DOSAGE AND ADMINISTRATION

Therapy should be individualized according to patient response. Use the smallest dosage necessary to achieve the required response.

Adults

For Edema

The usual adult dosage is 25 mg to 100 mg daily as a single or divided dose. Many patients with edema respond to intermittent therapy, i.e., administration on alternate days or on 3 to 5 days each week. With an intermittent schedule, excessive response and the resulting undesirable electrolyte imbalance are less likely to occur.

For Control of Hypertension

The usual initial dose in adults is 25 mg daily given as a single dose. The dose may be increased to 50 mg daily, given as a single or two divided doses. Doses above 50 mg are often associated with marked reductions in serum potassium (see also PRECAUTIONS).

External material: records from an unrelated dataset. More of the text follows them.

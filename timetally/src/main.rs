use anyhow::Context;
use chrono::Weekday;
use clap::{Parser, ValueEnum};
use rayon::prelude::*;
use std::path::PathBuf;
use timecraft_core::{BalanceCalculator, CalcConfig, MemorySink, parse_weekday};

mod formatter;

use formatter::FileOutcome;

#[derive(Parser)]
#[command(name = "timetally")]
#[command(about = "Timesheet balance calculator for spreadsheet exports", long_about = None)]
#[command(version)]
struct Cli {
    /// Spreadsheet files to process
    #[arg(value_name = "FILE", required = true)]
    files: Vec<PathBuf>,

    /// Name of the duration column
    #[arg(short = 'D', long)]
    duration_column: Option<String>,

    /// Name of the date column
    #[arg(short = 'A', long)]
    date_column: Option<String>,

    /// Expected working hours per week
    #[arg(short = 'H', long = "hours")]
    hours_per_week: Option<f64>,

    /// Minimum hours per day to alert
    #[arg(short = 'd', long)]
    min_daily_hours: Option<f64>,

    /// Minimum hours per week to alert
    #[arg(short = 'm', long)]
    min_weekly_hours: Option<f64>,

    /// Reject rows whose date falls before this year
    #[arg(long)]
    min_year: Option<i32>,

    /// First day of the week used for bucketing
    #[arg(long, value_parser = parse_weekday)]
    week_start: Option<Weekday>,

    /// Decimal places for displayed hour values
    #[arg(long)]
    decimals: Option<i64>,

    /// Path to configuration file (TOML)
    #[arg(short, long, value_name = "CONFIG")]
    config: Option<PathBuf>,

    /// Output format
    #[arg(short, long, value_enum, default_value = "human")]
    format: OutputFormat,

    /// Show row-level diagnostics
    #[arg(short, long)]
    verbose: bool,
}

#[derive(Clone, ValueEnum)]
enum OutputFormat {
    /// Human-readable colored output
    Human,
    /// JSON output for scripting
    Json,
}

fn main() {
    let cli = Cli::parse();

    let config = match build_config(&cli) {
        Ok(config) => config,
        Err(err) => {
            eprintln!("{err:#}");
            std::process::exit(2);
        }
    };

    let unreadable: Vec<_> = cli
        .files
        .iter()
        .filter(|path| std::fs::metadata(path).is_err())
        .map(|path| path.display().to_string())
        .collect();
    if !unreadable.is_empty() {
        eprintln!("Cannot read [{}]", unreadable.join(", "));
        std::process::exit(2);
    }

    let calculator = match BalanceCalculator::new(config) {
        Ok(calculator) => calculator,
        Err(err) => {
            eprintln!("{err}");
            std::process::exit(2);
        }
    };

    // Each file gets its own sink, so parallel processing cannot interleave
    // the per-file message streams.
    let outcomes: Vec<FileOutcome> = cli
        .files
        .par_iter()
        .map(|path| {
            let sink = MemorySink::new();
            let report = calculator.calculate_file(path, &sink);
            FileOutcome {
                path: path.clone(),
                report,
                messages: sink.into_messages(),
            }
        })
        .collect();

    let decimals = calculator.config().decimals;
    match cli.format {
        OutputFormat::Human => formatter::print_human(&outcomes, cli.verbose, decimals),
        OutputFormat::Json => {
            if let Err(err) = formatter::print_json(&outcomes) {
                eprintln!("{err:#}");
                std::process::exit(1);
            }
        }
    }

    let failed = outcomes.iter().any(|outcome| outcome.report.is_err());
    std::process::exit(if failed { 1 } else { 0 });
}

/// Merge settings: explicit CLI flags beat the config file, which beats the
/// defaults. The config file comes from --config, else ./timetally.toml if
/// one exists.
fn build_config(cli: &Cli) -> anyhow::Result<CalcConfig> {
    let mut config = if let Some(config_path) = &cli.config {
        CalcConfig::from_file(config_path)
            .with_context(|| format!("Failed to load config from {}", config_path.display()))?
    } else {
        let default_config_path = PathBuf::from("timetally.toml");
        if default_config_path.exists() {
            CalcConfig::from_file(&default_config_path).with_context(|| {
                format!(
                    "Failed to load config from {}",
                    default_config_path.display()
                )
            })?
        } else {
            CalcConfig::default()
        }
    };

    if let Some(name) = &cli.duration_column {
        config.duration_column = name.clone();
    }
    if let Some(name) = &cli.date_column {
        config.date_column = name.clone();
    }
    if let Some(hours) = cli.hours_per_week {
        config.expected_per_week = hours;
    }
    if let Some(hours) = cli.min_daily_hours {
        config.min_daily = hours;
    }
    if let Some(hours) = cli.min_weekly_hours {
        config.min_weekly = hours;
    }
    if let Some(year) = cli.min_year {
        config.min_year = Some(year);
    }
    if let Some(day) = cli.week_start {
        config.week_start = day;
    }
    if let Some(decimals) = cli.decimals {
        config.decimals = decimals;
    }

    Ok(config)
}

Patients usually do not require doses in excess of 50 mg of hydrochlorothiazide daily when used concomitantly with other antihypertensive agents.

Infants and Children

For Diuresis and for Control of Hypertension

The usual pediatric dosage is 0.5 mg to 1 mg per pound (1 to 2 mg/kg) per day in single or two divided doses, not to exceed 37.5 mg per day in infants up to 2 years of age or 100 mg per day in children 2 to 12 years of age. In infants less than 6 months of age, doses up to 1.5 mg per pound (3 mg/kg) per day in two divided doses may be required (see PRECAUTIONS, Pediatric Use).

HOW SUPPLIED

Product: 76413-162

NDC: 76413-162-30 30 TABLET in a BOTTLE

HYDROCHLOROTHIAZIDE TABLET

Label Image
(click image for full-size original)
HYDROCHLOROTHIAZIDE
hydrochlorothiazide tablet
Product Information
Product Type HUMAN PRESCRIPTION DRUG Item Code (Source) NDC:76413-162(NDC:0172-2083)
Route of Administration ORAL DEA Schedule
Active Ingredient/Active Moiety
Ingredient Name Basis of Strength Strength
HYDROCHLOROTHIAZIDE (HYDROCHLOROTHIAZIDE) HYDROCHLOROTHIAZIDE 25 mg
Inactive Ingredients
Ingredient Name Strength
STARCH, CORN
ANHYDROUS DIBASIC CALCIUM PHOSPHATE
FD&C YELLOW NO. 6
LACTOSE MONOHYDRATE
MAGNESIUM STEARATE
Product Characteristics
Color ORANGE (light orange) Score 2 pieces
Shape ROUND Size 6mm
Flavor Imprint Code TEVA;2083
Contains
Packaging
# Item Code Package Description Multilevel Packaging
1 NDC:76413-162-30 30 TABLET in 1 BOTTLE None
Marketing Information
Marketing Category Application Number or Monograph Citation Marketing Start Date Marketing End Date
ANDA ANDA083177 01/12/1973
Labeler — Central Texas Community Health Centers (079674019)
Establishment
Name Address ID/FEI Operations
Travis County Healthcare District 797039398 RELABEL (76413-162), REPACK (76413-162)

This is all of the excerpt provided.